Coronavirus: Endurance race cancelled after 'vile threats'

Image source, Michael Williams
Image caption,
Michael Williams was one of four competitors to complete 131 miles over three days before the race was cancelled

An ultra race with just six runners has been cancelled after organisers received "vile threats" amid concerns over the coronavirus.

Ultra Running Limited received more than 100 messages urging it to cancel Jogle 2020, which takes place between John O'Groats and Land's End.

Race director Steve Worrallo said he had felt "we weren't safe to continue".

One competitor, Michael Williams, said: "We were social distancing.

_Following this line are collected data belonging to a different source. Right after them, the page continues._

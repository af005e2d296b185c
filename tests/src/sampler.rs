#[cfg(test)]
mod tests {
    use approx::{assert_abs_diff_eq, assert_abs_diff_ne};

    use segcap::{
        camera::{CaptureRequest, Lens, Orientation},
        capture::FrameSampler,
        hit::Hit,
        math::{Point2, Point3, Ray, Vec3},
        query::GeometryQuery,
        scene::ObjectId,
    };

    use crate::common::forward_request;

    #[test]
    fn corners() {
        let request = forward_request();
        let sampler = FrameSampler::new(&request);
        let plane = request.far_plane();

        assert_abs_diff_eq!(sampler.pixel_point(0, 0), plane.top_left, epsilon = 1e-4);

        // The last column and row stop one pixel short of the far edges
        let last = sampler.pixel_point(959, 539);
        assert_abs_diff_ne!(last, plane.bottom_right, epsilon = 1e-3);
        let step_x = (plane.top_right.x - plane.top_left.x) / 960.0;
        let step_y = (plane.top_left.y - plane.bottom_left.y) / 540.0;
        assert_abs_diff_eq!(
            last,
            Point3::new(plane.bottom_right.x - step_x, plane.bottom_right.y + step_y, 200.0),
            epsilon = 1e-3
        );
    }

    #[test]
    fn rays() {
        let request = forward_request();
        let sampler = FrameSampler::new(&request);

        let ray = sampler.ray(480, 270);
        assert_eq!(ray.o, request.position);
        assert_abs_diff_eq!(ray.d.len(), 1.0, epsilon = 1e-6);
        // j = W/2, i = H/2 is exactly the center of the far plane
        assert_abs_diff_eq!(ray.d, Vec3::new(0.0, 0.0, 1.0), epsilon = 1e-6);
        assert_eq!(ray.t_max, request.far_clip);

        // Columns go right, rows go down
        assert!(sampler.ray(0, 270).d.x < 0.0);
        assert!(sampler.ray(959, 270).d.x > 0.0);
        assert!(sampler.ray(480, 0).d.y > 0.0);
        assert!(sampler.ray(480, 539).d.y < 0.0);
    }

    #[test]
    fn moved_camera() {
        let lens = Lens::default();
        let position = Point3::new(3.0, 6.0, -2.0);
        let request = CaptureRequest::new(&lens, position, Orientation::yaw(90.0));
        let sampler = FrameSampler::new(&request);
        let ray = sampler.ray(480, 270);
        assert_eq!(ray.o, position);
        assert_abs_diff_eq!(ray.d, Vec3::new(1.0, 0.0, 0.0), epsilon = 1e-6);
    }

    // Reports a hit for a fixed set of pixels, found by their ray direction
    struct Recorder;

    impl GeometryQuery for Recorder {
        fn query(&self, ray: Ray<f32>, max_distance: f32) -> Option<Hit> {
            assert_eq!(max_distance, 200.0);
            if ray.d.x > 0.0 && ray.d.y > 0.0 {
                Some(Hit {
                    t: 1.0,
                    p: ray.point(1.0),
                    n: ray.d.into(),
                    object: ObjectId(0),
                })
            } else {
                None
            }
        }
    }

    #[test]
    fn sweep() {
        let lens = Lens {
            width: 8,
            height: 4,
            aspect: 2.0,
            ..Lens::default()
        };
        let request = CaptureRequest::new(&lens, Point3::zeros(), Orientation::default());
        let sampler = FrameSampler::new(&request);

        let mut visited = Vec::new();
        let mut hits = Vec::new();
        sampler.sweep(&Recorder, |pixel, hit| {
            visited.push(pixel);
            if hit.is_some() {
                hits.push(pixel);
            }
        });

        assert_eq!(visited.len(), 32);
        // Rows outer, columns inner
        assert_eq!(visited[0], Point2::new(0, 0));
        assert_eq!(visited[1], Point2::new(1, 0));
        assert_eq!(visited[8], Point2::new(0, 1));
        assert_eq!(visited[31], Point2::new(7, 3));

        // Upper right quadrant, excluding the center column and row
        let expected: Vec<_> = (0..2)
            .flat_map(|i| (5..8).map(move |j| Point2::new(j, i)))
            .collect();
        assert_eq!(hits, expected);
    }
}
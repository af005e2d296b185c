mod description;

pub use description::{Category, ObjectDescription, SceneDescription, ShapeDescription};

use std::{
    fmt,
    path::{Path, PathBuf},
    sync::Arc,
    time::Instant,
};

use bitflags::bitflags;
use serde::{Deserialize, Serialize};
use thiserror::Error;

use crate::{
    bvh::{BoundingVolumeHierarchy, SplitMethod},
    hit::Hit,
    math::{transforms::translation, Bounds3, Point3, Ray, Vec3},
    query::GeometryQuery,
    shapes::{Mesh, Shape, Sphere},
    segcap_debug, segcap_info,
};

#[derive(Debug, Error)]
pub enum SceneError {
    #[error("Failed to read '{path}': {source}")]
    Io {
        path: PathBuf,
        #[source]
        source: std::io::Error,
    },
    #[error("Failed to parse scene: {0}")]
    Parse(#[from] serde_yaml::Error),
    #[error("Invalid shape: {0}")]
    InvalidShape(String),
}

/// Identifies a logical scene object. Every shape of an object reports the same id.
#[derive(Copy, Clone, Debug, PartialEq, Eq, Hash, PartialOrd, Ord)]
pub struct ObjectId(pub u32);

impl ObjectId {
    pub fn index(self) -> usize {
        self.0 as usize
    }
}

impl fmt::Display for ObjectId {
    fn fmt(&self, f: &mut fmt::Formatter<'_>) -> fmt::Result {
        write!(f, "#{}", self.0)
    }
}

bitflags! {
    #[derive(Copy, Clone, Debug, Default, PartialEq, Eq, Hash)]
    pub struct Categories: u8 {
        /// Cameras get placed along these
        const ROAD = 1 << 0;
        /// Gets a segmentation mask
        const DETECTABLE = 1 << 1;
    }
}

#[derive(Clone, Debug, PartialEq)]
pub struct SceneObject {
    pub name: String,
    pub categories: Categories,
    pub color: Vec3<f32>,
}

impl SceneObject {
    pub fn new(name: &str, categories: Categories, color: Vec3<f32>) -> Self {
        Self {
            name: name.to_string(),
            categories,
            color,
        }
    }

    pub fn is_detectable(&self) -> bool {
        self.categories.contains(Categories::DETECTABLE)
    }

    pub fn is_road(&self) -> bool {
        self.categories.contains(Categories::ROAD)
    }

    /// Name used in mask file names: instancing markers stripped, no path separators.
    pub fn display_name(&self) -> String {
        display_name(&self.name)
    }
}

pub fn display_name(name: &str) -> String {
    name.replace("(Clone)", "").replace(['/', '\\'], "_")
}

/// Detectability of every scene object, resolved once so the per-pixel test is a lookup.
#[derive(Clone, Debug, Default, PartialEq, Eq)]
pub struct DetectableSet(Vec<bool>);

impl DetectableSet {
    pub fn new(objects: &[SceneObject]) -> Self {
        Self(objects.iter().map(SceneObject::is_detectable).collect())
    }

    /// Marks exactly the ids in `ids` detectable, out of `object_count` objects.
    pub fn from_ids(object_count: usize, ids: &[ObjectId]) -> Self {
        let mut flags = vec![false; object_count];
        for id in ids {
            if let Some(f) = flags.get_mut(id.index()) {
                *f = true;
            }
        }
        Self(flags)
    }

    pub fn contains(&self, object: ObjectId) -> bool {
        self.0.get(object.index()).copied().unwrap_or(false)
    }

    pub fn len(&self) -> usize {
        self.0.iter().filter(|&&d| d).count()
    }

    pub fn is_empty(&self) -> bool {
        self.len() == 0
    }
}

#[derive(Copy, Clone, Debug, Deserialize, Serialize, PartialEq)]
#[serde(default)]
pub struct SceneLoadSettings {
    pub split_method: SplitMethod,
    pub max_shapes_in_node: u16,
}

impl Default for SceneLoadSettings {
    fn default() -> Self {
        Self {
            split_method: SplitMethod::Middle,
            max_shapes_in_node: 4,
        }
    }
}

pub struct Scene {
    pub name: String,
    pub objects: Vec<SceneObject>,
    /// World space bounds per object, indexed by [ObjectId]
    pub object_bounds: Vec<Bounds3<f32>>,
    pub bvh: BoundingVolumeHierarchy,
}

impl Scene {
    /// Loads a YAML scene description from `path`.
    pub fn load(path: &Path, settings: &SceneLoadSettings) -> Result<Self, SceneError> {
        let load_start = Instant::now();

        let text = std::fs::read_to_string(path).map_err(|source| SceneError::Io {
            path: path.to_path_buf(),
            source,
        })?;
        let mut scene = Self::from_yaml(&text, settings)?;
        if scene.name.is_empty() {
            scene.name = path
                .file_stem()
                .map(|s| s.to_string_lossy().into_owned())
                .unwrap_or_default();
        }

        segcap_info!(
            "Scene '{}': {} objects, {} shapes, {} BVH nodes, loaded in {:.2}s",
            scene.name,
            scene.objects.len(),
            scene.bvh.shape_count(),
            scene.bvh.node_count(),
            load_start.elapsed().as_secs_f32()
        );

        Ok(scene)
    }

    pub fn from_yaml(text: &str, settings: &SceneLoadSettings) -> Result<Self, SceneError> {
        let description: SceneDescription = serde_yaml::from_str(text)?;
        Self::from_description(&description, settings)
    }

    pub fn from_description(
        description: &SceneDescription,
        settings: &SceneLoadSettings,
    ) -> Result<Self, SceneError> {
        let mut objects = Vec::with_capacity(description.objects.len());
        let mut shapes: Vec<Arc<dyn Shape>> = Vec::new();

        for (i, desc) in description.objects.iter().enumerate() {
            let id = ObjectId(i as u32);
            let object_to_world = desc.object_to_world()?;

            for shape in &desc.shapes {
                match shape {
                    ShapeDescription::Sphere { center, radius } => {
                        if radius.is_nan() || *radius <= 0.0 {
                            return Err(SceneError::InvalidShape(format!(
                                "Sphere of '{}' has a non-positive radius {}",
                                desc.name, radius
                            )));
                        }
                        let to_world = &object_to_world * &translation(Vec3::from(*center));
                        shapes.push(Arc::new(Sphere::new(&to_world, *radius, id)));
                    }
                    ShapeDescription::Cuboid { center, size } => {
                        let mesh = Mesh::cuboid(
                            &object_to_world,
                            Point3::from(*center),
                            Vec3::from(*size),
                        )?;
                        shapes.extend(Arc::new(mesh).triangles(id));
                    }
                    ShapeDescription::Quad { corners } => {
                        let mesh = Mesh::quad(&object_to_world, corners.map(Point3::from))?;
                        shapes.extend(Arc::new(mesh).triangles(id));
                    }
                    ShapeDescription::Mesh { points, indices } => {
                        let mesh = Mesh::new(
                            &object_to_world,
                            indices.clone(),
                            points.iter().map(|&p| Point3::from(p)).collect(),
                        )?;
                        shapes.extend(Arc::new(mesh).triangles(id));
                    }
                }
            }

            objects.push(SceneObject {
                name: desc.name.clone(),
                categories: desc.categories(),
                color: Vec3::from(desc.color),
            });
        }

        Ok(Self::new(&description.name, objects, shapes, settings))
    }

    /// Creates a new `Scene` from shapes that already carry the [ObjectId]s of `objects`.
    pub fn new(
        name: &str,
        objects: Vec<SceneObject>,
        shapes: Vec<Arc<dyn Shape>>,
        settings: &SceneLoadSettings,
    ) -> Self {
        let mut object_bounds = vec![Bounds3::empty(); objects.len()];
        for s in &shapes {
            if let Some(b) = object_bounds.get_mut(s.object().index()) {
                *b = b.union_b(s.world_bound());
            }
        }

        let build_start = Instant::now();
        let bvh = BoundingVolumeHierarchy::new(
            shapes,
            settings.max_shapes_in_node as usize,
            settings.split_method,
        );
        segcap_debug!(
            "BVH built in {:.2}ms with {}",
            build_start.elapsed().as_secs_f32() * 1000.0,
            settings.split_method
        );

        Self {
            name: name.to_string(),
            objects,
            object_bounds,
            bvh,
        }
    }

    pub fn object(&self, id: ObjectId) -> Option<&SceneObject> {
        self.objects.get(id.index())
    }

    pub fn detectable(&self) -> DetectableSet {
        DetectableSet::new(&self.objects)
    }

    /// Roads with their world bounds
    pub fn roads(&self) -> impl Iterator<Item = (&SceneObject, Bounds3<f32>)> {
        self.objects
            .iter()
            .zip(self.object_bounds.iter())
            .filter(|(o, _)| o.is_road())
            .map(|(o, &b)| (o, b))
    }
}

impl GeometryQuery for Scene {
    fn query(&self, ray: Ray<f32>, max_distance: f32) -> Option<Hit> {
        self.bvh.intersect(ray.limited(max_distance))
    }
}
use super::{
    common::{FloatValueType, ValueType},
    vector::Vec3,
};

// Based on Physically Based Rendering 3rd ed.
// http://www.pbr-book.org/3ed-2018/Geometry_and_Transformations/Normals.html

/// A three-dimensional surface normal
///
/// Not necessarily normalized, it is merely perpendicular to a surface at a point on it.
/// Transforms treat it differently from a [Vec3].
#[derive(Copy, Clone, Debug, PartialEq)]
pub struct Normal<T>
where
    T: ValueType,
{
    pub x: T,
    pub y: T,
    pub z: T,
}

impl_vec_like!(Normal { x, y, z });
impl_binop!(Add add, Normal, Normal => Normal { x, y, z });

impl<T> Normal<T>
where
    T: FloatValueType,
{
    /// Flips this `Normal` to lie in the same hemisphere as `v`.
    #[inline]
    pub fn face_forward(&self, v: Vec3<T>) -> Self {
        if v.dot_n(*self) < T::zero() {
            -*self
        } else {
            *self
        }
    }
}

impl<T> From<Vec3<T>> for Normal<T>
where
    T: ValueType,
{
    fn from(v: Vec3<T>) -> Self {
        Self::new(v.x, v.y, v.z)
    }
}
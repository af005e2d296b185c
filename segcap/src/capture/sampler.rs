use crate::{
    camera::{CaptureRequest, FarPlane},
    hit::Hit,
    math::{lerp, Point2, Point3, Ray},
    query::GeometryQuery,
};

/// Turns pixels of a [CaptureRequest] into world space rays through its far plane.
pub struct FrameSampler {
    request: CaptureRequest,
    far_plane: FarPlane,
}

impl FrameSampler {
    pub fn new(request: &CaptureRequest) -> Self {
        Self {
            request: *request,
            far_plane: request.far_plane(),
        }
    }

    pub fn request(&self) -> &CaptureRequest {
        &self.request
    }

    /// Finds the far plane point of pixel (`j`, `i`), row 0 being the top.
    ///
    /// Interpolates with `j / W` and `i / H` so the last column and row stop one pixel short
    /// of the right and bottom edges.
    pub fn pixel_point(&self, j: u32, i: u32) -> Point3<f32> {
        let u = j as f32 / self.request.resolution.x as f32;
        let v = i as f32 / self.request.resolution.y as f32;
        let FarPlane {
            top_left,
            top_right,
            bottom_left,
            bottom_right,
        } = self.far_plane;
        lerp(v, lerp(u, top_left, top_right), lerp(u, bottom_left, bottom_right))
    }

    /// Creates the unit length ray from the camera through pixel (`j`, `i`).
    pub fn ray(&self, j: u32, i: u32) -> Ray<f32> {
        let o = self.request.position;
        let d = (self.pixel_point(j, i) - o).normalized();
        Ray::new(o, d, self.request.far_clip)
    }

    /// Queries every pixel once, rows outer and columns inner, handing each result to `f`.
    pub fn sweep<Q, F>(&self, query: &Q, mut f: F)
    where
        Q: GeometryQuery + ?Sized,
        F: FnMut(Point2<u32>, Option<Hit>),
    {
        let (w, h) = (self.request.resolution.x, self.request.resolution.y);
        for i in 0..h {
            for j in 0..w {
                let hit = query.query(self.ray(j, i), self.request.far_clip);
                f(Point2::new(j, i), hit);
            }
        }
    }
}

You couldn't be more apart."

The 860-mile, 17-day event started on Friday.

Image source, Michael Williams
Image caption,
Competitors in the endurance race had raised more than £16,000 for charity

Within the first three days, covering 131 miles up to Drumnadrochit in the Scottish Highlands, two competitors had dropped out due to injury.

On Sunday night, Mr Worrallo uploaded a race report, but was inundated with comments insisting the event should be cancelled.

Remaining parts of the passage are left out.